Exercise prompt:
Using the line that contains "if path.is_file() &&" as the start, restate each line word for word through the final line of the material below, and return only those.

Data for review:
use anyhow::Result;
use sea_orm::{ConnectionTrait, DatabaseConnection, SqlxPostgresConnector, Statement};
use sqlx::postgres::PgPoolOptions;
use std::{path::PathBuf, time::Duration};
use tokio::fs;

pub type DbPool = sqlx::PgPool;
pub type OrmConn = DatabaseConnection;

const MIGRATIONS_DIR: &str = concat!(env!("CARGO_MANIFEST_DIR"), "/migrations");

/// Create the shared sqlx pool. The SeaORM connection wraps the same pool.
pub async fn create_pool(database_url: &str, max_connections: u32) -> Result<DbPool> {
    let pool = PgPoolOptions::new()
        .max_connections(max_connections)
        .acquire_timeout(Duration::from_secs(5))
        .connect(database_url)
        .await?;
    Ok(pool)
}

/// Create a SeaORM connection backed by an existing sqlx pool.
pub fn create_orm_conn(pool: &DbPool) -> OrmConn {
    SqlxPostgresConnector::from_sqlx_postgres_pool(pool.clone())
}

/// Executes the SQL files in `migrations/` in filename order and returns their names.
///
/// Migration files only use `IF NOT EXISTS` DDL, so running them again is a no-op.
pub async fn run_migrations(conn: &OrmConn) -> Result<Vec<String>> {
    let mut entries = fs::read_dir(MIGRATIONS_DIR).await?;
    let mut files: Vec<PathBuf> = Vec::new();
    while let Some(entry) = entries.next_entry().await? {
        let path = entry.path();
        if path.is_file() && path.extension().is_some_and(|ext| ext == "sql") {
            files.push(path);
        }
    }
    files.sort();

    let backend = conn.get_database_backend();
    let mut applied = Vec::with_capacity(files.len());
    for file in files {
        tracing::debug!(file = %file.display(), "applying migration");
        let sql = fs::read_to_string(&file).await?;
        // Postgres prepared statements cannot contain multiple commands,
        // so split the migration file and run each statement individually.
        for stmt in sql.split(';') {
            let stmt = stmt.trim();
            if stmt.is_empty() {
                continue;
            }
            let statement = format!("{stmt};");
            conn.execute(Statement::from_string(backend, statement))
                .await?;
        }
        applied.push(
            file.file_name()
                .map(|name| name.to_string_lossy().into_owned())
                .unwrap_or_default(),
        );
    }

    Ok(applied)
}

Problem solution:
        if path.is_file() && path.extension().is_some_and(|ext| ext == "sql") {
            files.push(path);
        }
    }
    files.sort();

    let backend = conn.get_database_backend();
    let mut applied = Vec::with_capacity(files.len());
    for file in files {
        tracing::debug!(file = %file.display(), "applying migration");
        let sql = fs::read_to_string(&file).await?;
        // Postgres prepared statements cannot contain multiple commands,
        // so split the migration file and run each statement individually.
        for stmt in sql.split(';') {
            let stmt = stmt.trim();
            if stmt.is_empty() {
                continue;
            }
            let statement = format!("{stmt};");
            conn.execute(Statement::from_string(backend, statement))
                .await?;
        }
        applied.push(
            file.file_name()
                .map(|name| name.to_string_lossy().into_owned())
                .unwrap_or_default(),
        );
    }

    Ok(applied)
}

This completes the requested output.